Text at top (next game etc)

Next Game: Rushall At Home In The League On Saturday 30th November At 3.00pm

Friday, August 12, 2022

4G At The Flamingo

It’s a lovely warm August trip to the seaside for Hereford FC this Saturday as they travel up to newly promoted Scarborough Athletic for the second game of the 2022/23 National League North season at the unbeatably well-named Flamingo Land Stadium. One would assume for the sake of his carbon footprint if nothing else that Josh Gowling will not be driving down from his home in Grimsby to Edgar Street to get on the coach to travel to Scarborough.

The hot summer we’ve enjoyed and at times endured will have had no effect whatsoever on the Seadogs’ playing surface, as it’s as fake as the Spennymoor goalie when he lay down for a bit as soon as they took the lead last weekend. National League North bigwigs and referees – please, please, please realise that this sort of thing seems to be rife in the division and completely messes with it as a spectacle and really should be stamped down on hard. Players who do it – please, please, please realise that you just look pathetic and dishonest.

The Bulls wisely incorporated a trip to Rushall Olympic’s 4G pitch as part of their pre-season programme, so at least that experience will be fresh in the players’ memories. Coming through these games without any nasty injuries is perhaps not quite half the battle, but it’s certainly a factor.

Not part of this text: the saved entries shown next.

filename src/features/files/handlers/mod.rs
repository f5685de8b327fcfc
pub mod file_handler;

pub use file_handler::{
    __path_delete_file, __path_download_file, __path_list_files, __path_upload_file,
    delete_file, download_file, list_files, upload_file,
};
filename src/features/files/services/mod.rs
mod file_service;

pub use file_service::FileService;
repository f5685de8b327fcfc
mod export_service;

pub use export_service::ExportService;
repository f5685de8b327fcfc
use std::sync::Arc;

use axum::{
    routing::{delete, get},
    Router,
};

use crate::features::tutorials::handlers;
use crate::features::tutorials::services::TutorialService;

/// Create routes for the tutorials feature
pub fn routes(service: Arc<TutorialService>) -> Router {
    Router::new()
        .route(
            "/api/tutorials",
            get(handlers::list_tutorials).post(handlers::create_tutorial),
        )
        .route("/api/tutorials/{id}", delete(handlers::delete_tutorial))
        .with_state(service)
}
//! Tutorial video links.
//!
//! ## Endpoints
//!
//! | Method | Endpoint | Description |
//! |--------|----------|-------------|
//! | GET | `/api/tutorials?category=` | List tutorials, newest first |
//! | POST | `/api/tutorials` | Add a tutorial |
//! | DELETE | `/api/tutorials/{id}` | Delete a tutorial |

pub mod dtos;
pub mod handlers;
pub mod models;
pub mod routes;
pub mod services;

pub use routes::routes;
pub use services::TutorialService;
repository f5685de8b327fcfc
mod tutorial;

pub use tutorial::{NewTutorial, Tutorial};
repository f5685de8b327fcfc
//! Modules layer - Infrastructure components behind the feature services
//!
//! Contains the storage contract and its in-memory backend.

pub mod storage;
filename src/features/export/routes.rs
use axum::{routing::get, Router};
use std::sync::Arc;

use crate::features::export::handlers;
use crate::features::export::services::ExportService;

/// Create routes for the export feature
///
/// Note: The export password is checked by the client only; this route is
/// not authenticated.
pub fn routes(service: Arc<ExportService>) -> Router {
    Router::new()
        .route("/api/export", get(handlers::export_data))
        .with_state(service)
}
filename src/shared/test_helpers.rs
use std::collections::VecDeque;
use std::sync::atomic::{AtomicU64, Ordering};
use std::sync::{Arc, Mutex};

use chrono::{DateTime, Duration, TimeZone, Utc};
use fake::{faker::lorem::en::Sentence, Fake};
use uuid::Uuid;

use crate::core::config::{ExportConfig, UploadConfig};
use crate::features::files::models::NewFile;
use crate::features::tutorials::models::NewTutorial;
use crate::modules::storage::{IdentityProvider, MemStorage, Storage};

/// Fixed instant offset by `secs` seconds, for scripting creation times
pub fn at(secs: i64) -> DateTime<Utc> {
    Utc.with_ymd_and_hms(2024, 3, 1, 12, 0, 0).unwrap() + Duration::seconds(secs)
}

/// Deterministic identity provider.
///
/// Hands out scripted ids and timestamps first, then falls back to
/// sequential ids and one-second clock steps.
pub struct ScriptedIdentity {
    ids: Mutex<VecDeque<Uuid>>,
    times: Mutex<VecDeque<DateTime<Utc>>>,
    counter: AtomicU64,
    ticks: AtomicU64,
}

impl ScriptedIdentity {
    pub fn new() -> Self {
        Self {
            ids: Mutex::new(VecDeque::new()),
            times: Mutex::new(VecDeque::new()),
            counter: AtomicU64::new(1),
            ticks: AtomicU64::new(0),
        }
    }

    pub fn with_ids(self, ids: Vec<Uuid>) -> Self {
        *self.ids.lock().unwrap() = ids.into();
        self
    }

    pub fn with_times(self, times: Vec<DateTime<Utc>>) -> Self {
        *self.times.lock().unwrap() = times.into();
        self
    }
}

impl IdentityProvider for ScriptedIdentity {
    fn next_id(&self) -> Uuid {
        self.ids
            .lock()
            .unwrap()
            .pop_front()
            .unwrap_or_else(|| Uuid::from_u128(self.counter.fetch_add(1, Ordering::SeqCst) as u128))
    }

    fn now(&self) -> DateTime<Utc> {
        self.times
            .lock()
            .unwrap()
            .pop_front()
            .unwrap_or_else(|| at(self.ticks.fetch_add(1, Ordering::SeqCst) as i64))
    }
}

pub fn new_file(original_name: &str, bmw_model: &str, motor: &str) -> NewFile {
    let file_type = original_name
        .rsplit_once('.')
        .map(|(_, ext)| ext.to_lowercase())
        .unwrap_or_default();

    NewFile {
        original_name: original_name.to_string(),
        file_type,
        bmw_model: bmw_model.to_string(),
        motor: motor.to_string(),
        description: Some(Sentence(3..8).fake()),
    }
}

pub fn new_tutorial(youtube_url: &str, category: &str) -> NewTutorial {
    NewTutorial {
        title: Sentence(2..5).fake(),
        youtube_url: youtube_url.to_string(),
        category: category.to_string(),
        description: None,
    }
}

pub fn test_storage() -> Arc<dyn Storage> {
    Arc::new(MemStorage::with_identity(Arc::new(ScriptedIdentity::new())))
}

/// Router wired like production, backed by a fresh in-memory store
pub fn test_server_with(storage: Arc<dyn Storage>, upload: UploadConfig) -> axum_test::TestServer {
    let app = crate::core::router::build_router(storage, upload, ExportConfig::default());
    axum_test::TestServer::new(app).unwrap()
}

pub fn test_server() -> axum_test::TestServer {
    test_server_with(test_storage(), UploadConfig::default())
}
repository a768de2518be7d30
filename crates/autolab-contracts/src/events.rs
use std::fs::OpenOptions;
use std::io::Write;
use std::path::{Path, PathBuf};
use std::sync::{Arc, Mutex};

use chrono::{SecondsFormat, Utc};
use serde_json::{json, Map, Value};

pub type EventPayload = Map<String, Value>;

/// Append-only JSONL log for one session.
///
/// Every line is a compact JSON object with `type`, `session_id` and a
/// UTC `ts` stamp; the caller payload is merged last, so it may override
/// the defaults. Clones share the same file and serialize their writes.
#[derive(Debug, Clone)]
pub struct SessionLog {
    path: Arc<PathBuf>,
    session_id: Arc<str>,
    write_lock: Arc<Mutex<()>>,
}

impl SessionLog {
    pub fn new(path: impl Into<PathBuf>, session_id: impl Into<String>) -> Self {
        Self {
            path: Arc::new(path.into()),
            session_id: Arc::from(session_id.into()),
            write_lock: Arc::new(Mutex::new(())),
        }
    }

    pub fn path(&self) -> &Path {
        &self.path
    }

    pub fn session_id(&self) -> &str {
        &self.session_id
    }

    pub fn emit(&self, event_type: &str, payload: EventPayload) -> anyhow::Result<Value> {
        let mut event = Map::new();
        event.insert("type".to_string(), json!(event_type));
        event.insert("session_id".to_string(), json!(self.session_id.as_ref()));
        event.insert(
            "ts".to_string(),
            json!(Utc::now().to_rfc3339_opts(SecondsFormat::Micros, false)),
        );
        event.extend(payload);

        self.append_line(&serde_json::to_string(&event)?)?;
        Ok(Value::Object(event))
    }

    /// Shorthand for non-fatal conditions that should still leave a trace.
    pub fn warning(&self, message: impl Into<String>) -> anyhow::Result<Value> {
        let mut payload = EventPayload::new();
        payload.insert("message".to_string(), json!(message.into()));
        self.emit("warning", payload)
    }

    fn append_line(&self, line: &str) -> anyhow::Result<()> {
        if let Some(parent) = self.path.parent() {
            std::fs::create_dir_all(parent)?;
        }
        let _guard = self
            .write_lock
            .lock()
            .map_err(|_| anyhow::anyhow!("session log lock poisoned"))?;
        let mut file = OpenOptions::new()
            .create(true)
            .append(true)
            .open(self.path.as_ref())?;
        file.write_all(line.as_bytes())?;
        file.write_all(b"\n")?;
        Ok(())
    }
}
use indexmap::IndexMap;

/// Capability tag for models that can return inline image payloads.
pub const CAP_IMAGE: &str = "image";
/// Capability tag for plain text generation (prompt rewriting).
pub const CAP_TEXT: &str = "text";

#[derive(Debug, Clone, PartialEq, Eq)]
pub struct ModelSpec {
    pub name: String,
    pub provider: String,
    pub capabilities: Vec<String>,
}

impl ModelSpec {
    pub fn supports(&self, capability: &str) -> bool {
        self.capabilities.iter().any(|item| item == capability)
    }
}

/// Ordered table of the models the session can address. Insertion order is
/// display order, so the first entry per capability is the default.
#[derive(Debug, Clone)]
pub struct ModelRegistry {
    models: IndexMap<String, ModelSpec>,
}

impl Default for ModelRegistry {
    fn default() -> Self {
        Self {
            models: default_models(),
        }
    }
}

impl ModelRegistry {
    pub fn get(&self, name: &str) -> Option<&ModelSpec> {
        self.models.get(name)
    }

    pub fn list(&self) -> impl Iterator<Item = &ModelSpec> {
        self.models.values()
    }

    pub fn by_capability(&self, capability: &str) -> Vec<&ModelSpec> {
        self.models
            .values()
            .filter(|model| model.supports(capability))
            .collect()
    }

    /// Returns the model only when it exists and carries the capability.
    pub fn ensure(&self, name: &str, capability: &str) -> Option<&ModelSpec> {
        self.get(name).filter(|model| model.supports(capability))
    }

    pub fn default_for(&self, capability: &str) -> Option<&ModelSpec> {
        self.models
            .values()
            .find(|model| model.supports(capability))
    }
}

fn default_models() -> IndexMap<String, ModelSpec> {
    let mut map = IndexMap::new();
    for (name, provider, capabilities) in [
        ("gemini-2.5-flash-image-preview", "gemini", &[CAP_IMAGE][..]),
        ("gemini-2.0-flash", "gemini", &[CAP_TEXT][..]),
        ("offline-image-1", "offline", &[CAP_IMAGE][..]),
        ("offline-text-1", "offline", &[CAP_TEXT][..]),
    ] {
        map.insert(
            name.to_string(),
            ModelSpec {
                name: name.to_string(),
                provider: provider.to_string(),
                capabilities: capabilities.iter().map(|item| (*item).to_string()).collect(),
            },
        );
    }
    map
}
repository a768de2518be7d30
use thiserror::Error;

/// Failure categories surfaced by session operations.
///
/// Every variant is local to the action that raised it; the session itself
/// stays usable and the caller can always retry.
#[derive(Debug, Error)]
pub enum SessionError {
    /// No API key was supplied and none was found in the environment.
    #[error("API key is not configured")]
    MissingApiKey,

    /// The action was rejected before any network call was made.
    #[error("invalid input: {0}")]
    InvalidInput(String),

    /// The generative service call failed in transport or returned an
    /// error payload. Session state is unchanged.
    #[error("generation failed: {0}")]
    Service(String),

    /// The service answered but no content part decoded as an image.
    /// Session state is unchanged.
    #[error("no image returned")]
    NoImages,
}

impl SessionError {
    pub fn invalid(message: impl Into<String>) -> Self {
        Self::InvalidInput(message.into())
    }
}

Athletic are a phoenix club formed after the liquidation of Scarborough in 2007. Up from the Northern Premier League via the play-offs last season and given no chance by the bookies this term, they opened their season last Saturday with a 2-0 loss at Brackley, and no-one loses 2-0 at Brackley; that’s precisely double what you should be losing by at Brackley.

Ex-Manchester United midfielder Jonathan Greening manages the hosts, and won promotion in his first year in the job. A handful of signings were made in the summer, but it wouldn't be too surprising if they bolstered again before Saturday with a loanee or two. It would be fair to say that their form was patchy in pre-season, which brought defeats to Stockton and South Shields. Actually it would be fairer, and ideed more accurate, to say that that isn't really patchy at all, it's consistently poor.

However, as 4G pitch merchants they’ll be looking to rack up the points at home on a surface they’re familiar with, and which is a bit weird for everyone else.

As for Hereford, on last Saturday’s evidence there are quite a few reasons to be optimistic. Firstly, when the Bulls are awarded corners and free kicks in attacking areas the opposition no longer sniggers as half a dozen jockeys mooch forward on a mission everyone in the ground knows is futile. Spennymoor predictably fielded two horrible centre backs but they and the rest of the team looked mildly intimidated rather than smugly amused when the home side won corners. A big step forward, that, and that’s before the addition of Aaron Amari Holloway into the mix, who reportedly won’t shy away from a bit or argy-bargy. Secondly, Kane Thompson-Sommers…it’s as if Olu Durojaiye was just a bad dream. Maybe he was. A wonderful acquisition and well done Josh Gowling. Brackley have got a post-Christmas gem to look forward to signing there. Thirdly, Ty Barnett at both ends of the pitch is an absolute revelation. 

OK, the team has a midfielder and a converted striker as centre backs, but it looks like there’s the power, potency and ability at last to win matches 4-3 and 5-4 when that defensive set-up leaks goals, and who’s going to complain about that apart from the County Hospital’s cardiology unit when fans are admitted en masse every other Saturday afternoon?

'Defending' vs Spennymoor
The Bulls will possibly be a bit disappointed with anything other than a win here given the hosts’ pre-season billing as not so much Seadogs as rank underdogs, but that pitch could act as something of a leveller, favouring the side that plays on it every fortnight.

The brilliant thing about away games this season of course is that the home kit will be left, er, at home, apart from when the away kit clashes with the home team’s home kit (is that how it works?). Replica kit wearers: do not wear your home shirts in supermarkets as it will cause havoc with the barcode machines and you’ll be bleeped as a bag of carrots when you go through the checkout, and no-one wants to be reduced to bag-of-carrots status.

It's back-to-back week this week, and the fixture computer has somewhat unfairly handed Hereford another away trip on Tuesday, although it’s a much shorter hop to Chester. Enough good things happened last Saturday to suggest that this season could be a good ‘un, and that the Bulls will be unbeaten on four points going into that tougher looking game at the Deva.